Preferably, the XGBoost uses a Boosting integration method, is largely used for data mining, and can process missing values and regularize features so as to realize the function of second-order acceleration optimization of the cost function.
Preferably, the LightGBM is a new gradient-lifted tree framework supporting GBDT, GBRT, GBM and MART algorithms, which is a complete solution for distributed training based on the DMTK framework.
Preferably, the Catboost algorithm includes: in the sensing period, the secondary user sends the energy value in the sensed channel to the fusion center as a characteristic energy vector, and the primary user intermittently sends information of occupying the frequency spectrum resource to the fusion center as a label, so that the construction of the training data set is completed. The model is trained in the fusion center using the Catboost algorithm.
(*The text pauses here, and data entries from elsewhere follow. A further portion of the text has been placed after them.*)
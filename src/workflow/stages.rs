use std::sync::Arc;

use async_trait::async_trait;
use serde::Serialize;
use tracing::{debug, info, warn};

use super::parser::parse_sub_tasks;
use super::prompt::PromptSet;
use super::state::WorkflowState;
use super::StageKind;
use crate::config::EmptyPlanPolicy;
use crate::error::WorkflowError;
use crate::provider::Backend;

/// What a single stage invocation did to the state
#[derive(Debug, Clone, PartialEq, Eq, Serialize)]
#[serde(tag = "kind", rename_all = "snake_case")]
pub enum StageOutcome {
    Planned { sub_tasks: usize },
    Executed { task: String },
    /// Executor found no pending sub-task; state untouched
    Skipped,
    Reviewed { iterations: u32 },
}

/// One node of the loop. Each stage owns the state only for the duration of `run`.
#[async_trait]
pub trait Stage: Send + Sync {
    fn kind(&self) -> StageKind;

    async fn run(&self, state: &mut WorkflowState) -> Result<StageOutcome, WorkflowError>;
}

/// Splits the query into a fresh list of sub-tasks
pub struct Planner {
    backend: Arc<dyn Backend>,
    prompts: Arc<PromptSet>,
    sub_task_count: usize,
    empty_plan: EmptyPlanPolicy,
}

impl Planner {
    pub fn new(
        backend: Arc<dyn Backend>,
        prompts: Arc<PromptSet>,
        sub_task_count: usize,
        empty_plan: EmptyPlanPolicy,
    ) -> Self {
        Self {
            backend,
            prompts,
            sub_task_count,
            empty_plan,
        }
    }
}

#[async_trait]
impl Stage for Planner {
    fn kind(&self) -> StageKind {
        StageKind::Planner
    }

    async fn run(&self, state: &mut WorkflowState) -> Result<StageOutcome, WorkflowError> {
        let prompt = self.prompts.render_plan(state.query(), self.sub_task_count);

        let raw = self
            .backend
            .generate(&prompt)
            .await
            .map_err(|source| WorkflowError::Backend {
                stage: StageKind::Planner,
                source,
            })?;

        let sub_tasks = parse_sub_tasks(&raw);
        debug!("Planner parsed {} sub-tasks: {:?}", sub_tasks.len(), sub_tasks);

        if sub_tasks.len() != self.sub_task_count {
            warn!(
                "Planner asked for {} sub-tasks but got {}",
                self.sub_task_count,
                sub_tasks.len()
            );
        }

        if sub_tasks.is_empty() && self.empty_plan == EmptyPlanPolicy::Fail {
            return Err(WorkflowError::EmptyPlan {
                round: state.iterations + 1,
            });
        }

        // Leftovers from the previous round are dropped, not merged
        state.sub_tasks = sub_tasks;

        Ok(StageOutcome::Planned {
            sub_tasks: state.sub_tasks.len(),
        })
    }
}

/// Runs the first pending sub-task
pub struct Executor {
    backend: Arc<dyn Backend>,
    prompts: Arc<PromptSet>,
}

impl Executor {
    pub fn new(backend: Arc<dyn Backend>, prompts: Arc<PromptSet>) -> Self {
        Self { backend, prompts }
    }
}

#[async_trait]
impl Stage for Executor {
    fn kind(&self) -> StageKind {
        StageKind::Executor
    }

    async fn run(&self, state: &mut WorkflowState) -> Result<StageOutcome, WorkflowError> {
        let Some(task) = state.sub_tasks.first().cloned() else {
            info!("No pending sub-task, skipping execution");
            return Ok(StageOutcome::Skipped);
        };

        info!("Executing: {}", task);
        let result = self
            .backend
            .generate(&self.prompts.render_execute(&task))
            .await
            .map_err(|source| WorkflowError::Backend {
                stage: StageKind::Executor,
                source,
            })?;

        state.sub_tasks.remove(0);
        state.results.push(result.trim().to_string());
        state.current_task = task.clone();

        Ok(StageOutcome::Executed { task })
    }
}

/// Judges the accumulated results and counts the round
pub struct Reviewer {
    backend: Arc<dyn Backend>,
    prompts: Arc<PromptSet>,
}

impl Reviewer {
    pub fn new(backend: Arc<dyn Backend>, prompts: Arc<PromptSet>) -> Self {
        Self { backend, prompts }
    }
}

#[async_trait]
impl Stage for Reviewer {
    fn kind(&self) -> StageKind {
        StageKind::Reviewer
    }

    async fn run(&self, state: &mut WorkflowState) -> Result<StageOutcome, WorkflowError> {
        let prompt = self
            .prompts
            .render_review(state.query(), &state.joined_results());

        let feedback = self
            .backend
            .generate(&prompt)
            .await
            .map_err(|source| WorkflowError::Backend {
                stage: StageKind::Reviewer,
                source,
            })?;

        state.feedback = feedback.trim().to_string();
        state.iterations += 1;

        Ok(StageOutcome::Reviewed {
            iterations: state.iterations,
        })
    }
}

#[cfg(test)]
mod tests {
    use super::*;
    use crate::error::ProviderError;
    use crate::provider::ScriptedBackend;

    fn prompts() -> Arc<PromptSet> {
        Arc::new(PromptSet::default())
    }

    fn planner(backend: Arc<ScriptedBackend>, policy: EmptyPlanPolicy) -> Planner {
        Planner::new(backend, prompts(), 3, policy)
    }

    #[tokio::test]
    async fn test_planner_parses_numbered_response() {
        let backend = Arc::new(ScriptedBackend::new([
            "1. Book venue\n2. Order cake\n3. Send invites\n",
        ]));
        let mut state = WorkflowState::new("Plan a birthday party");

        let outcome = planner(backend.clone(), EmptyPlanPolicy::Continue)
            .run(&mut state)
            .await
            .unwrap();

        assert_eq!(outcome, StageOutcome::Planned { sub_tasks: 3 });
        assert_eq!(state.sub_tasks, vec!["Book venue", "Order cake", "Send invites"]);
        assert!(backend.prompts()[0].contains("Plan a birthday party"));
    }

    #[tokio::test]
    async fn test_planner_replaces_leftover_sub_tasks() {
        let backend = Arc::new(ScriptedBackend::new(["- New one\n- New two"]));
        let mut state = WorkflowState::new("q");
        state.sub_tasks = vec!["Old leftover".to_string()];

        planner(backend, EmptyPlanPolicy::Continue)
            .run(&mut state)
            .await
            .unwrap();

        assert_eq!(state.sub_tasks, vec!["New one", "New two"]);
    }

    #[tokio::test]
    async fn test_planner_empty_plan_policies() {
        let mut state = WorkflowState::new("q");
        let outcome = planner(
            Arc::new(ScriptedBackend::new(["\n  \n"])),
            EmptyPlanPolicy::Continue,
        )
        .run(&mut state)
        .await
        .unwrap();
        assert_eq!(outcome, StageOutcome::Planned { sub_tasks: 0 });
        assert!(state.sub_tasks.is_empty());

        let mut state = WorkflowState::new("q");
        let err = planner(Arc::new(ScriptedBackend::new([""])), EmptyPlanPolicy::Fail)
            .run(&mut state)
            .await
            .unwrap_err();
        assert!(matches!(err, WorkflowError::EmptyPlan { round: 1 }));
    }

    #[tokio::test]
    async fn test_planner_backend_failure() {
        let backend = Arc::new(ScriptedBackend::default());
        backend.push_failure("connection reset");
        let mut state = WorkflowState::new("q");

        let err = planner(backend, EmptyPlanPolicy::Continue)
            .run(&mut state)
            .await
            .unwrap_err();

        assert!(matches!(
            err,
            WorkflowError::Backend {
                stage: StageKind::Planner,
                source: ProviderError::Api(_)
            }
        ));
    }

    #[tokio::test]
    async fn test_executor_pops_first_task() {
        let backend = Arc::new(ScriptedBackend::new(["  Venue booked for May 5\n"]));
        let executor = Executor::new(backend.clone(), prompts());
        let mut state = WorkflowState::new("Plan a birthday party");
        state.sub_tasks = vec!["Book venue".to_string(), "Order cake".to_string()];
        state.results = vec!["earlier".to_string()];

        let outcome = executor.run(&mut state).await.unwrap();

        assert_eq!(
            outcome,
            StageOutcome::Executed {
                task: "Book venue".to_string()
            }
        );
        assert_eq!(state.sub_tasks, vec!["Order cake"]);
        assert_eq!(state.results, vec!["earlier", "Venue booked for May 5"]);
        assert_eq!(state.current_task, "Book venue");
        assert!(backend.prompts()[0].contains("Do this task:\nBook venue"));
    }

    #[tokio::test]
    async fn test_executor_noop_on_empty() {
        let backend = Arc::new(ScriptedBackend::new(["should not be used"]));
        let executor = Executor::new(backend.clone(), prompts());
        let mut state = WorkflowState::new("q");
        state.results = vec!["r1".to_string()];
        state.current_task = "previous".to_string();
        let before = state.clone();

        let outcome = executor.run(&mut state).await.unwrap();

        assert_eq!(outcome, StageOutcome::Skipped);
        assert_eq!(state, before);
        assert_eq!(backend.remaining(), 1);
    }

    #[tokio::test]
    async fn test_executor_failure_leaves_task_pending() {
        let backend = Arc::new(ScriptedBackend::default());
        backend.push_failure("timeout");
        let executor = Executor::new(backend, prompts());
        let mut state = WorkflowState::new("q");
        state.sub_tasks = vec!["Book venue".to_string()];

        let err = executor.run(&mut state).await.unwrap_err();

        assert!(matches!(
            err,
            WorkflowError::Backend {
                stage: StageKind::Executor,
                ..
            }
        ));
        assert_eq!(state.sub_tasks, vec!["Book venue"]);
        assert!(state.results.is_empty());
    }

    #[tokio::test]
    async fn test_reviewer_uses_all_current_results() {
        let backend = Arc::new(ScriptedBackend::new(["  Looks complete.  ", "Still good."]));
        let reviewer = Reviewer::new(backend.clone(), prompts());
        let mut state = WorkflowState::new("Plan a party");
        state.results = vec!["Venue booked".to_string()];

        let outcome = reviewer.run(&mut state).await.unwrap();
        assert_eq!(outcome, StageOutcome::Reviewed { iterations: 1 });
        assert_eq!(state.feedback, "Looks complete.");

        state.results.push("Cake ordered".to_string());
        reviewer.run(&mut state).await.unwrap();
        assert_eq!(state.iterations, 2);
        assert_eq!(state.feedback, "Still good.");

        let prompts = backend.prompts();
        assert!(prompts[1].contains("Venue booked\nCake ordered"));
    }

    #[tokio::test]
    async fn test_reviewer_failure_does_not_count() {
        let backend = Arc::new(ScriptedBackend::default());
        backend.push_failure("boom");
        let reviewer = Reviewer::new(backend, prompts());
        let mut state = WorkflowState::new("q");

        assert!(reviewer.run(&mut state).await.is_err());
        assert_eq!(state.iterations, 0);
    }
}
Preferably, the Catboost algorithm is proposed by Yandex, which optimizes the processing of class features and computes leaf node values at the time of tree model selection, rather than data preprocessing, during the training phase, reducing overfitting.
Preferably, the predicted period duration takes eight days as a time window, the eight days are marked as (T-7, T-6, T-5, T-4, T-3, T-2, T-1, T), and for the positive sample, the T-th day is the acute exacerbation onset date; for negative examples, the prescribed time window cannot include 7 days before and after the period of the seizure.
Preferably, in order to achieve the effect of early warning, 3 groups of prediction tasks are set in advance in the prediction period:
(1) Task_1, adopting an observation value from T-5 days to T-1 day, and predicting whether the acute exacerbation is carried out on the T day;
(2) Task_2, adopting an observed value from T-6 days to T-2 days, and predicting whether the acute exacerbation is carried out on the T day;
(3) Task_3, using observations from day T-7 to day T-3, predicts whether or not day T is acutely aggravated.
Preferably, in order to reduce the number of features, a Kolmogorov-Smirnov test is performed on the features, the test can compare whether the two distributions are identical, and then the distribution of each feature on the positive sample and the distribution on the negative sample are tested, and the confidence coefficient is 0.05.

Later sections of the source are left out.